//! Development automation tasks for the flowlab workspace.
//!
//! Run with: `cargo xtask <command>`
//!
//! This is a CLI tool for developers, so `println!` and `eprintln!` are
//! intentionally used for user-facing output rather than structured logging.

#![allow(clippy::print_stdout, clippy::print_stderr)]

use std::env;
use std::process::{Command, ExitCode};

use anyhow::anyhow;

mod features;

fn main() -> ExitCode {
    let task = env::args().nth(1);

    let result = match task.as_deref() {
        Some("ci") => run_ci(),
        Some("fmt") => run_fmt(),
        Some("clippy") => run_clippy(),
        Some("test") => run_test(),
        Some("deny") => run_deny(),
        Some("audit") => run_audit(),
        Some("test-features") => features::test_feature_matrix(),
        Some("help") | None => {
            print_help();
            Ok(())
        }
        Some(unknown) => {
            eprintln!("Unknown task: {unknown}");
            eprintln!();
            print_help();
            Err(anyhow::anyhow!("Unknown task"))
        }
    };

    match result {
        Ok(()) => ExitCode::SUCCESS,
        Err(e) => {
            eprintln!("Task failed: {e}");
            ExitCode::FAILURE
        }
    }
}

fn print_help() {
    println!("flowlab Development Tasks");
    println!();
    println!("USAGE:");
    println!("    cargo xtask <TASK>");
    println!();
    println!("TASKS:");
    println!("    ci             Run all CI checks (fmt, clippy, features, test, deny, audit)");
    println!("    fmt            Check Rust code formatting");
    println!("    clippy         Run Clippy lints");
    println!("    test           Run all tests");
    println!("    test-features  Verify the flowlab-common feature matrix compiles");
    println!("    deny           Check dependencies with cargo-deny");
    println!("    audit          Audit dependencies for security vulnerabilities");
    println!("    help           Show this help message");
}

/// Run all CI checks in sequence
fn run_ci() -> anyhow::Result<()> {
    println!("==> Running CI checks...\n");

    println!("==> Step 1/6: Checking Rust format...");
    run_fmt()?;

    println!("\n==> Step 2/6: Running Clippy...");
    run_clippy()?;

    println!("\n==> Step 3/6: Checking feature combinations...");
    features::test_feature_matrix()?;

    println!("\n==> Step 4/6: Running tests...");
    run_test()?;

    println!("\n==> Step 5/6: Checking dependencies...");
    run_deny()?;

    println!("\n==> Step 6/6: Auditing dependencies...");
    run_audit()?;

    println!("\n✓ All CI checks passed!");
    Ok(())
}

/// Check Rust code formatting
fn run_fmt() -> anyhow::Result<()> {
    let status = Command::new("cargo").args(["fmt", "--all", "--", "--check"]).status()?;

    if !status.success() {
        anyhow::bail!("Format check failed. Run 'cargo fmt --all' to fix.");
    }

    Ok(())
}

/// Run Clippy lints
fn run_clippy() -> anyhow::Result<()> {
    let status =
        Command::new("cargo").args(["clippy", "--all-targets", "--all-features"]).status()?;

    if status.success() {
        Ok(())
    } else {
        Err(anyhow!("Clippy run failed. See output above."))
    }
}

/// Run all workspace tests
fn run_test() -> anyhow::Result<()> {
    let status = Command::new("cargo").args(["test", "--workspace", "--all-features"]).status()?;

    if !status.success() {
        anyhow::bail!("Tests failed");
    }

    Ok(())
}

/// Check dependencies with cargo-deny
fn run_deny() -> anyhow::Result<()> {
    require_cargo_tool("deny", "cargo-deny")?;

    let status = Command::new("cargo").args(["deny", "check"]).status()?;

    if !status.success() {
        anyhow::bail!("cargo-deny found issues");
    }

    Ok(())
}

/// Audit dependencies for security vulnerabilities
fn run_audit() -> anyhow::Result<()> {
    require_cargo_tool("audit", "cargo-audit")?;

    let status = Command::new("cargo").args(["audit"]).status()?;

    if !status.success() {
        anyhow::bail!("cargo-audit found vulnerabilities");
    }

    Ok(())
}

fn require_cargo_tool(subcommand: &str, crate_name: &str) -> anyhow::Result<()> {
    let check_installed = Command::new("cargo").args([subcommand, "--version"]).output();

    if !check_installed.as_ref().is_ok_and(|o| o.status.success()) {
        eprintln!("{crate_name} is not installed.");
        eprintln!("Install it with: cargo install {crate_name}");
        anyhow::bail!("{crate_name} not found");
    }

    Ok(())
}
//! reqwest-backed [`ProviderTransport`]

use std::time::Duration;

use async_trait::async_trait;
use flowlab_core::ports::{HttpReply, ProviderTransport};
use flowlab_domain::constants::DEFAULT_USER_AGENT;
use flowlab_domain::{FlowError, HttpSettings, Result};
use reqwest::{Client as ReqwestClient, RequestBuilder};
use tracing::debug;

use crate::errors::InfraError;

/// HTTP client with timeout support.
///
/// Every request is sent exactly once; failures surface to the caller.
#[derive(Clone)]
pub struct HttpClient {
    client: ReqwestClient,
}

impl std::fmt::Debug for HttpClient {
    fn fmt(&self, f: &mut std::fmt::Formatter<'_>) -> std::fmt::Result {
        f.debug_struct("HttpClient").finish_non_exhaustive()
    }
}

impl HttpClient {
    /// Start building a new HTTP client.
    pub fn builder() -> HttpClientBuilder {
        HttpClientBuilder::default()
    }

    /// Convenience constructor with default configuration.
    pub fn new() -> Result<Self> {
        Self::builder().build()
    }

    /// Client configured from application settings.
    pub fn from_settings(settings: &HttpSettings) -> Result<Self> {
        Self::builder()
            .timeout(Duration::from_secs(settings.timeout_seconds))
            .user_agent(settings.user_agent.clone())
            .build()
    }

    /// Execute the provided request builder once.
    async fn send(&self, builder: RequestBuilder) -> Result<HttpReply> {
        let request = builder.build().map_err(|err| FlowError::from(InfraError::from(err)))?;

        let method = request.method().clone();
        let path = request.url().path().to_string();
        debug!(%method, %path, "sending HTTP request");

        let response = self.client.execute(request).await.map_err(|err| {
            debug!(%method, %path, error = %err, "HTTP request failed");
            FlowError::from(InfraError::from(err))
        })?;

        let status = response.status().as_u16();
        let body = response.text().await.map_err(|err| FlowError::from(InfraError::from(err)))?;
        debug!(%method, %path, status, body_len = body.len(), "received HTTP response");

        Ok(HttpReply { status, body })
    }
}

fn with_headers(mut builder: RequestBuilder, headers: &[(String, String)]) -> RequestBuilder {
    for (name, value) in headers {
        builder = builder.header(name.as_str(), value.as_str());
    }
    builder
}

#[async_trait]
impl ProviderTransport for HttpClient {
    async fn post_form(
        &self,
        url: &str,
        headers: &[(String, String)],
        form: &[(String, String)],
    ) -> Result<HttpReply> {
        let builder = with_headers(self.client.post(url), headers).form(form);
        self.send(builder).await
    }

    async fn get(&self, url: &str, headers: &[(String, String)]) -> Result<HttpReply> {
        let builder = with_headers(self.client.get(url), headers);
        self.send(builder).await
    }
}

/// Builder for [`HttpClient`].
#[derive(Debug)]
pub struct HttpClientBuilder {
    timeout: Duration,
    user_agent: Option<String>,
    default_headers: Option<reqwest::header::HeaderMap>,
}

impl Default for HttpClientBuilder {
    fn default() -> Self {
        Self { timeout: Duration::from_secs(30), user_agent: None, default_headers: None }
    }
}

impl HttpClientBuilder {
    pub fn timeout(mut self, timeout: Duration) -> Self {
        self.timeout = timeout;
        self
    }

    pub fn user_agent(mut self, agent: impl Into<String>) -> Self {
        self.user_agent = Some(agent.into());
        self
    }

    pub fn default_headers(mut self, headers: reqwest::header::HeaderMap) -> Self {
        self.default_headers = Some(headers);
        self
    }

    pub fn build(self) -> Result<HttpClient> {
        let mut headers = self.default_headers.unwrap_or_default();
        headers
            .entry(reqwest::header::ACCEPT)
            .or_insert(reqwest::header::HeaderValue::from_static("application/json"));

        let builder = ReqwestClient::builder()
            .timeout(self.timeout)
            .no_proxy()
            .user_agent(self.user_agent.unwrap_or_else(|| DEFAULT_USER_AGENT.to_string()))
            .default_headers(headers);

        let client = builder.build().map_err(|err| FlowError::from(InfraError::from(err)))?;

        Ok(HttpClient { client })
    }
}
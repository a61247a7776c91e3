//! Loopback callback server.
//!
//! Binds the host and port of the configured redirect URI, waits for the
//! provider to redirect the browser back, and hands the raw query
//! parameters to the caller. Validation of `code` and `state` stays in
//! `flowlab_core::CallbackValidator`; this server only captures.

use std::net::SocketAddr;
use std::sync::Arc;
use std::time::Duration;

use axum::extract::RawQuery;
use axum::response::Html;
use axum::routing::get;
use axum::Router;
use flowlab_core::CallbackParams;
use flowlab_domain::{FlowError, Result};
use parking_lot::Mutex;
use tokio::net::TcpListener;
use tokio::sync::oneshot;
use tokio::task::JoinHandle;
use tracing::{debug, error, info};
use url::Url;

type CallbackSlot = Arc<Mutex<Option<oneshot::Sender<CallbackParams>>>>;

const RECEIVED_PAGE: &str = r#"<!DOCTYPE html>
<html>
<head><title>flowlab</title></head>
<body><h1>Callback received</h1><p>You can close this window and return to the terminal.</p></body>
</html>"#;

const ALREADY_RECEIVED_PAGE: &str = r#"<!DOCTYPE html>
<html>
<head><title>flowlab</title></head>
<body><h1>Callback ignored</h1><p>A callback was already captured for this login.</p></body>
</html>"#;

/// Loopback server capturing a single authorization callback.
pub struct CallbackServer {
    local_addr: SocketAddr,
    path: String,
    callback_rx: Option<oneshot::Receiver<CallbackParams>>,
    shutdown_tx: Option<oneshot::Sender<()>>,
    handle: Option<JoinHandle<()>>,
}

impl CallbackServer {
    /// Start a server for the host, port and path of `redirect_uri`.
    ///
    /// # Errors
    /// Returns `FlowError::Config` if the URI cannot be resolved to a
    /// socket address and `FlowError::Network` if binding fails.
    pub async fn for_redirect_uri(redirect_uri: &str) -> Result<Self> {
        let url = Url::parse(redirect_uri)
            .map_err(|e| FlowError::Config(format!("Invalid redirect URI: {e}")))?;

        let addr = url
            .socket_addrs(|| match url.scheme() {
                "https" => Some(443),
                _ => Some(80),
            })
            .map_err(|e| FlowError::Config(format!("Cannot resolve redirect URI host: {e}")))?
            .into_iter()
            .next()
            .ok_or_else(|| FlowError::Config("Redirect URI resolves to no address".into()))?;

        Self::bind(addr, url.path()).await
    }

    /// Start a server on `addr` answering `GET <path>`.
    ///
    /// Port `0` binds an ephemeral port; see [`Self::callback_url`].
    pub async fn bind(addr: SocketAddr, path: &str) -> Result<Self> {
        let listener = TcpListener::bind(addr).await.map_err(|err| {
            FlowError::Network(format!("failed to bind callback server on {addr}: {err}"))
        })?;
        let local_addr = listener
            .local_addr()
            .map_err(|err| FlowError::Network(format!("failed to determine address: {err}")))?;

        let path = if path.is_empty() { "/".to_string() } else { path.to_string() };

        let (callback_tx, callback_rx) = oneshot::channel();
        let slot: CallbackSlot = Arc::new(Mutex::new(Some(callback_tx)));

        let app = Router::new().route(
            &path,
            get(move |query: RawQuery| handle_callback(query, slot.clone())),
        );

        let (shutdown_tx, shutdown_rx) = oneshot::channel();

        let handle = tokio::spawn(async move {
            if let Err(err) = axum::serve(listener, app)
                .with_graceful_shutdown(async move {
                    let _ = shutdown_rx.await;
                })
                .await
            {
                error!("callback server error: {}", err);
            }
        });

        info!(addr = %local_addr, path = %path, "callback server listening");

        Ok(Self {
            local_addr,
            path,
            callback_rx: Some(callback_rx),
            shutdown_tx: Some(shutdown_tx),
            handle: Some(handle),
        })
    }

    #[must_use]
    pub const fn local_addr(&self) -> SocketAddr {
        self.local_addr
    }

    /// URL the server answers on, using the bound address.
    #[must_use]
    pub fn callback_url(&self) -> String {
        format!("http://{}{}", self.local_addr, self.path)
    }

    /// Await the callback with a timeout.
    ///
    /// # Errors
    /// Returns `FlowError::Network` on timeout, if the server stopped
    /// before a callback arrived, or if the callback was already taken.
    pub async fn wait_for_callback(&mut self, timeout: Duration) -> Result<CallbackParams> {
        let rx = self
            .callback_rx
            .as_mut()
            .ok_or_else(|| FlowError::Network("callback already received".into()))?;

        let params = match tokio::time::timeout(timeout, rx).await {
            Ok(Ok(params)) => params,
            Ok(Err(_)) => {
                return Err(FlowError::Network("callback server stopped".into()));
            }
            Err(_) => {
                return Err(FlowError::Network(format!(
                    "timed out after {}s waiting for the authorization callback",
                    timeout.as_secs()
                )));
            }
        };

        self.callback_rx = None;
        Ok(params)
    }

    /// Shut down the server gracefully.
    pub async fn shutdown(mut self) -> Result<()> {
        if let Some(tx) = self.shutdown_tx.take() {
            let _ = tx.send(());
        }

        if let Some(handle) = self.handle.take() {
            if let Err(err) = handle.await {
                if err.is_panic() {
                    return Err(FlowError::Network(format!("callback server panicked: {err}")));
                }
            }
        }

        Ok(())
    }
}

impl Drop for CallbackServer {
    fn drop(&mut self) {
        if let Some(tx) = self.shutdown_tx.take() {
            let _ = tx.send(());
        }
        if let Some(handle) = self.handle.take() {
            if !handle.is_finished() {
                handle.abort();
            }
        }
    }
}

async fn handle_callback(RawQuery(query): RawQuery, slot: CallbackSlot) -> Html<&'static str> {
    let params = CallbackParams::from_query(query.as_deref().unwrap_or_default());

    // First callback wins; later hits (favicon retries, reloads) are ignored.
    let Some(tx) = slot.lock().take() else {
        debug!("ignoring repeated callback");
        return Html(ALREADY_RECEIVED_PAGE);
    };

    if tx.send(params).is_err() {
        debug!("callback receiver dropped");
    }
    Html(RECEIVED_PAGE)
}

========================================================================

**Assigned task:**
What are the exact lines from the beginning of the material through the line containing "Verify the flowlab-common"? Write out those lines alone.

**Exercise answer:**
//! Development automation tasks for the flowlab workspace.
//!
//! Run with: `cargo xtask <command>`
//!
//! This is a CLI tool for developers, so `println!` and `eprintln!` are
//! intentionally used for user-facing output rather than structured logging.

#![allow(clippy::print_stdout, clippy::print_stderr)]

use std::env;
use std::process::{Command, ExitCode};

use anyhow::anyhow;

mod features;

fn main() -> ExitCode {
    let task = env::args().nth(1);

    let result = match task.as_deref() {
        Some("ci") => run_ci(),
        Some("fmt") => run_fmt(),
        Some("clippy") => run_clippy(),
        Some("test") => run_test(),
        Some("deny") => run_deny(),
        Some("audit") => run_audit(),
        Some("test-features") => features::test_feature_matrix(),
        Some("help") | None => {
            print_help();
            Ok(())
        }
        Some(unknown) => {
            eprintln!("Unknown task: {unknown}");
            eprintln!();
            print_help();
            Err(anyhow::anyhow!("Unknown task"))
        }
    };

    match result {
        Ok(()) => ExitCode::SUCCESS,
        Err(e) => {
            eprintln!("Task failed: {e}");
            ExitCode::FAILURE
        }
    }
}

fn print_help() {
    println!("flowlab Development Tasks");
    println!();
    println!("USAGE:");
    println!("    cargo xtask <TASK>");
    println!();
    println!("TASKS:");
    println!("    ci             Run all CI checks (fmt, clippy, features, test, deny, audit)");
    println!("    fmt            Check Rust code formatting");
    println!("    clippy         Run Clippy lints");
    println!("    test           Run all tests");
    println!("    test-features  Verify the flowlab-common feature matrix compiles");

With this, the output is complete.